//! Error types for client bootstrap and transport operations

use std::sync::Arc;
use thiserror::Error;

/// Result type alias for client operations
pub type Result<T> = std::result::Result<T, Error>;

/// Every failure the bootstrap core, transport channel and managers can report.
///
/// The type is `Clone` so a single close cause can be handed to every
/// request that was still waiting on the channel.
#[derive(Error, Debug, Clone)]
pub enum Error {
    /// An operation was invoked in a state that does not allow it
    #[error("Invalid state: {message}")]
    InvalidState { message: String },

    /// The server refused the handshake (credentials, database, ...)
    #[error("Handshake rejected: {message}")]
    HandshakeRejected { message: String },

    /// The transport is closed or dropped while a request was outstanding
    #[error("Connection closed: {message}")]
    ConnectionClosed { message: String },

    /// The shared execution resource could not be created or resolved
    #[error("Resource creation failed: {message}")]
    ResourceCreationFailed { message: String },

    /// Operation timeout errors
    #[error("Timeout error: {message}")]
    Timeout { message: String },

    /// I/O operation errors
    #[error("I/O error: {source}")]
    Io { source: Arc<std::io::Error> },

    /// Frame or payload encoding failures
    #[error("Codec error: {message}")]
    Codec { message: String },

    /// Protocol-level errors reported by the server
    #[error("Protocol error: {message}")]
    Protocol { message: String },

    /// The server answered with something the client cannot interpret
    #[error("Invalid response: {message}")]
    InvalidResponse { message: String },

    /// A text command could not be parsed
    #[error("Invalid command: {message}")]
    InvalidCommand { message: String },

    /// Configuration loading or validation errors
    #[error("Configuration error: {message}")]
    Config { message: String },
}

impl Error {
    pub fn invalid_state<S: Into<String>>(msg: S) -> Self {
        Error::InvalidState { message: msg.into() }
    }

    pub fn handshake_rejected<S: Into<String>>(msg: S) -> Self {
        Error::HandshakeRejected { message: msg.into() }
    }

    pub fn connection_closed<S: Into<String>>(msg: S) -> Self {
        Error::ConnectionClosed { message: msg.into() }
    }

    pub fn resource_creation<S: Into<String>>(msg: S) -> Self {
        Error::ResourceCreationFailed { message: msg.into() }
    }

    pub fn timeout<S: Into<String>>(msg: S) -> Self {
        Error::Timeout { message: msg.into() }
    }

    pub fn codec<S: Into<String>>(msg: S) -> Self {
        Error::Codec { message: msg.into() }
    }

    pub fn protocol<S: Into<String>>(msg: S) -> Self {
        Error::Protocol { message: msg.into() }
    }

    pub fn invalid_response<S: Into<String>>(msg: S) -> Self {
        Error::InvalidResponse { message: msg.into() }
    }

    pub fn invalid_command<S: Into<String>>(msg: S) -> Self {
        Error::InvalidCommand { message: msg.into() }
    }

    pub fn config<S: Into<String>>(msg: S) -> Self {
        Error::Config { message: msg.into() }
    }

    /// Whether retrying against the same configuration could succeed.
    ///
    /// Transport failures are retryable; rejected handshakes, misuse and bad
    /// configuration are terminal.
    pub fn is_retryable(&self) -> bool {
        matches!(
            self,
            Error::ConnectionClosed { .. } | Error::Timeout { .. } | Error::Io { .. }
        )
    }
}

impl From<std::io::Error> for Error {
    fn from(err: std::io::Error) -> Self {
        Error::Io {
            source: Arc::new(err),
        }
    }
}

impl From<config::ConfigError> for Error {
    fn from(err: config::ConfigError) -> Self {
        Error::Config {
            message: err.to_string(),
        }
    }
}

#[cfg(test)]
mod tests {
    use super::*;

    #[test]
    fn transport_errors_are_retryable() {
        assert!(Error::connection_closed("reset").is_retryable());
        assert!(Error::timeout("handshake").is_retryable());
        let io: Error = std::io::Error::new(std::io::ErrorKind::ConnectionRefused, "refused").into();
        assert!(io.is_retryable());
    }

    #[test]
    fn configuration_errors_are_terminal() {
        assert!(!Error::handshake_rejected("WRONGPASS").is_retryable());
        assert!(!Error::invalid_state("already connected").is_retryable());
        assert!(!Error::config("bad address").is_retryable());
    }

    #[test]
    fn clone_keeps_io_source() {
        let err: Error = std::io::Error::new(std::io::ErrorKind::BrokenPipe, "pipe").into();
        let copy = err.clone();
        assert_eq!(err.to_string(), copy.to_string());
        assert!(copy.to_string().contains("pipe"));
    }
}
pub mod auth;
pub mod extract;
pub mod response;

pub use auth::{jwt_auth_middleware, AuthUser};
pub use extract::ApiJson;
pub use response::{ApiResponse, ApiResult};
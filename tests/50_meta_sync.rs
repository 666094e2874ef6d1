mod common;

use anyhow::Result;
use axum::http::StatusCode;
use chrono::{Duration, Utc};
use dashboard_api::config::AncestorPolicy;
use dashboard_api::database::DocumentStore;
use serde_json::json;

use common::{error_code, obj, TestApp};

const BMS: &str = "meta_business_managers";

#[tokio::test]
async fn sync_without_access_token_is_a_failed_precondition() -> Result<()> {
    let app = TestApp::new();
    let admin = app.admin();

    let (status, body) = app.post("/api/meta/sync", Some(&admin), json!({"level": "BM"})).await;
    assert_eq!(status, StatusCode::PRECONDITION_FAILED);
    assert_eq!(error_code(&body), "failed-precondition");
    assert!(app.platform.requests.lock().unwrap().is_empty());
    Ok(())
}

#[tokio::test]
async fn business_managers_are_mirrored_by_sanitized_name() -> Result<()> {
    let app = TestApp::new();
    let admin = app.admin();

    // Token stored through the API, then used for the listing
    let (status, body) = app
        .put("/api/meta/token", Some(&admin), json!({"token": "long-lived", "expiresIn": 3600}))
        .await;
    assert_eq!(status, StatusCode::OK, "{body}");
    assert_eq!(body["version"], 1);

    app.platform
        .answer("me/businesses", json!([{"id": "111", "name": "Acme Co"}, {"id": "222", "name": "Beta/Labs"}]));
    let (status, body) = app.post("/api/meta/sync", Some(&admin), json!({"level": "BM"})).await;
    assert_eq!(status, StatusCode::OK, "{body}");
    assert_eq!(body["level"], "BM");
    assert_eq!(body["count"], 2);

    let acme = app.store.get(BMS, "Acme_Co").await?.expect("mirrored BM");
    assert_eq!(acme.data["id"], "111");
    assert_eq!(app.store.count(BMS).await, 2);
    assert_eq!(
        app.platform.last_request().map(|r| r.access_token),
        Some("long-lived".to_string())
    );

    // An empty relisting empties the mirror
    app.platform.answer("me/businesses", json!([]));
    let (status, body) = app.post("/api/meta/sync", Some(&admin), json!({"level": "BM"})).await;
    assert_eq!(status, StatusCode::OK);
    assert_eq!(body["count"], 0);
    assert_eq!(app.store.count(BMS).await, 0);
    Ok(())
}

#[tokio::test]
async fn ad_accounts_replace_previous_children() -> Result<()> {
    let app = TestApp::new();
    app.seed_access_token().await;
    let admin = app.admin();

    app.platform.answer("me/businesses", json!([{"id": "111", "name": "Acme Co"}]));
    app.post("/api/meta/sync", Some(&admin), json!({"level": "BM"})).await;

    let accounts = format!("{BMS}/Acme_Co/ad_accounts");
    app.store
        .set(&accounts, "Stale", obj(json!({"id": "act_0", "name": "Stale"})))
        .await?;

    app.platform
        .answer("111/owned_ad_accounts", json!([{"id": "act_1", "name": "Main"}]));
    let (status, body) = app
        .post("/api/meta/sync", Some(&admin), json!({"level": "AD_ACCOUNT", "bmId": "111"}))
        .await;
    assert_eq!(status, StatusCode::OK, "{body}");
    assert_eq!(body["count"], 1);

    assert!(app.store.get(&accounts, "Stale").await?.is_none());
    assert!(app.store.get(&accounts, "Main").await?.is_some());
    Ok(())
}

#[tokio::test]
async fn name_collisions_are_reported() -> Result<()> {
    let app = TestApp::new();
    app.seed_access_token().await;
    let admin = app.admin();

    app.platform.answer(
        "me/businesses",
        json!([{"id": "1", "name": "Acme Co"}, {"id": "2", "name": "Acme.Co"}, {"id": "3"}]),
    );
    let (status, body) = app.post("/api/meta/sync", Some(&admin), json!({"level": "BM"})).await;
    assert_eq!(status, StatusCode::OK, "{body}");
    assert_eq!(body["skipped"], 1);
    assert_eq!(
        body["collisions"],
        json!([{"key": "Acme_Co", "overwrittenId": "1", "winningId": "2"}])
    );
    assert_eq!(app.store.count(BMS).await, 1);
    Ok(())
}

#[tokio::test]
async fn missing_ancestor_is_not_found() -> Result<()> {
    let app = TestApp::new();
    app.seed_access_token().await;
    let admin = app.admin();

    let (status, body) = app
        .post("/api/meta/sync", Some(&admin), json!({"level": "AD_ACCOUNT", "bmId": "999"}))
        .await;
    assert_eq!(status, StatusCode::NOT_FOUND);
    assert_eq!(error_code(&body), "not-found");

    app.platform.answer("me/businesses", json!([{"id": "111", "name": "Acme Co"}]));
    app.post("/api/meta/sync", Some(&admin), json!({"level": "BM"})).await;
    let (status, _) = app
        .post(
            "/api/meta/sync",
            Some(&admin),
            json!({"level": "CAMPAIGN", "bmId": "111", "adAccountKey": "Nope"}),
        )
        .await;
    assert_eq!(status, StatusCode::NOT_FOUND);
    Ok(())
}

#[tokio::test]
async fn ambiguous_ancestor_can_be_rejected() -> Result<()> {
    let app = TestApp::with_config(|config| config.meta.ancestor_policy = AncestorPolicy::Reject);
    app.seed_access_token().await;
    let admin = app.admin();

    app.store.set(BMS, "Acme", obj(json!({"id": "111", "name": "Acme"}))).await?;
    app.store.set(BMS, "Acme_old", obj(json!({"id": "111", "name": "Acme old"}))).await?;

    let (status, body) = app
        .post("/api/meta/sync", Some(&admin), json!({"level": "AD_ACCOUNT", "bmId": "111"}))
        .await;
    assert_eq!(status, StatusCode::PRECONDITION_FAILED, "{body}");
    assert!(app.platform.requests.lock().unwrap().is_empty());
    Ok(())
}

#[tokio::test]
async fn request_arguments_are_validated() -> Result<()> {
    let app = TestApp::new();
    app.seed_access_token().await;
    let admin = app.admin();

    let (status, body) = app.post("/api/meta/sync", Some(&admin), json!({"level": "ADS"})).await;
    assert_eq!(status, StatusCode::BAD_REQUEST);
    assert_eq!(error_code(&body), "invalid-argument");

    let (status, body) = app.post("/api/meta/sync", Some(&admin), json!({"level": "CAMPAIGN", "bmId": "1"})).await;
    assert_eq!(status, StatusCode::BAD_REQUEST);
    assert!(body["error"]["message"].as_str().unwrap_or("").contains("adAccountKey"));

    let (status, body) = app
        .post(
            "/api/meta/sync",
            Some(&admin),
            json!({"level": "INSIGHTS", "bmId": "1", "adAccountKey": "Main", "date": "2024-13-40"}),
        )
        .await;
    assert_eq!(status, StatusCode::BAD_REQUEST);
    assert_eq!(error_code(&body), "invalid-argument");
    Ok(())
}

#[tokio::test]
async fn insights_default_to_yesterday() -> Result<()> {
    let app = TestApp::new();
    app.seed_access_token().await;
    let admin = app.admin();

    app.platform.answer("me/businesses", json!([{"id": "111", "name": "Acme Co"}]));
    app.platform
        .answer("111/owned_ad_accounts", json!([{"id": "act_1", "name": "Main"}]));
    app.platform.answer(
        "act_1/insights",
        json!([{"spend": "12.5", "impressions": "1000"}, {"spend": "7.5", "impressions": "500"}]),
    );
    app.post("/api/meta/sync", Some(&admin), json!({"level": "BM"})).await;
    app.post("/api/meta/sync", Some(&admin), json!({"level": "AD_ACCOUNT", "bmId": "111"}))
        .await;

    let before = (Utc::now() - Duration::days(1)).format("%Y-%m-%d").to_string();
    let (status, body) = app
        .post(
            "/api/meta/sync",
            Some(&admin),
            json!({"level": "INSIGHTS", "bmId": "111", "adAccountKey": "Main"}),
        )
        .await;
    let after = (Utc::now() - Duration::days(1)).format("%Y-%m-%d").to_string();
    assert_eq!(status, StatusCode::OK, "{body}");
    assert_eq!(body["count"], 2);

    let insights = format!("{BMS}/Acme_Co/ad_accounts/Main/insights");
    let doc = match app.store.get(&insights, &before).await? {
        Some(doc) => doc,
        None => app.store.get(&insights, &after).await?.expect("insights document"),
    };
    assert_eq!(doc.data["spend"], json!(20));
    assert_eq!(doc.data["impressions"], json!(1500));
    assert_eq!(doc.data["adAccountId"], "act_1");
    Ok(())
}

#[tokio::test]
async fn token_status_never_returns_the_token() -> Result<()> {
    let app = TestApp::new();
    let admin = app.admin();

    let (status, body) = app.get("/api/meta/token", Some(&admin)).await;
    assert_eq!(status, StatusCode::OK);
    assert_eq!(body["configured"], false);

    app.put("/api/meta/token", Some(&admin), json!({"token": "secret-token-value"}))
        .await;
    let (status, body) = app
        .put("/api/meta/token", Some(&admin), json!({"token": "secret-token-value-2"}))
        .await;
    assert_eq!(status, StatusCode::OK);
    assert_eq!(body["version"], 2);

    let (status, body) = app.get("/api/meta/token", Some(&admin)).await;
    assert_eq!(status, StatusCode::OK);
    assert_eq!(body["configured"], true);
    assert_eq!(body["needsRefresh"], false);
    assert!(!body.to_string().contains("secret-token-value"));

    let (status, _) = app.put("/api/meta/token", Some(&admin), json!({"token": "  "})).await;
    assert_eq!(status, StatusCode::BAD_REQUEST);
    Ok(())
}

#[tokio::test]
async fn out_of_range_token_lifetime_is_invalid_argument() -> Result<()> {
    let app = TestApp::new();
    let admin = app.admin();

    let (status, body) = app
        .put("/api/meta/token", Some(&admin), json!({"token": "t", "expiresIn": i64::MAX}))
        .await;
    assert_eq!(status, StatusCode::BAD_REQUEST, "{body}");
    assert_eq!(error_code(&body), "invalid-argument");

    let (_, body) = app.get("/api/meta/token", Some(&admin)).await;
    assert_eq!(body["configured"], false);
    Ok(())
}

#[tokio::test]
async fn platform_failure_is_internal_and_keeps_the_mirror() -> Result<()> {
    let app = TestApp::new();
    app.seed_access_token().await;
    let admin = app.admin();

    app.platform.answer("me/businesses", json!([{"id": "111", "name": "Acme Co"}]));
    app.post("/api/meta/sync", Some(&admin), json!({"level": "BM"})).await;

    let accounts = format!("{BMS}/Acme_Co/ad_accounts");
    app.store
        .set(&accounts, "Main", obj(json!({"id": "act_1", "name": "Main"})))
        .await?;
    app.store
        .set(&accounts, "Backup", obj(json!({"id": "act_2", "name": "Backup"})))
        .await?;

    // No scripted listing for 111/owned_ad_accounts: the Graph call errors
    let (status, body) = app
        .post("/api/meta/sync", Some(&admin), json!({"level": "AD_ACCOUNT", "bmId": "111"}))
        .await;
    assert_eq!(status, StatusCode::INTERNAL_SERVER_ERROR, "{body}");
    assert_eq!(error_code(&body), "internal");

    assert_eq!(app.store.count(&accounts).await, 2);
    assert!(app.store.get(&accounts, "Main").await?.is_some());
    assert_eq!(
        app.platform.last_request().map(|r| r.path),
        Some("111/owned_ad_accounts".to_string())
    );
    Ok(())
}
_ _ _ _
Problem to solve => Return each line of the material above that holds the string "Duration".

Solution =>
use chrono::{Duration, Utc};
    let before = (Utc::now() - Duration::days(1)).format("%Y-%m-%d").to_string();
    let after = (Utc::now() - Duration::days(1)).format("%Y-%m-%d").to_string();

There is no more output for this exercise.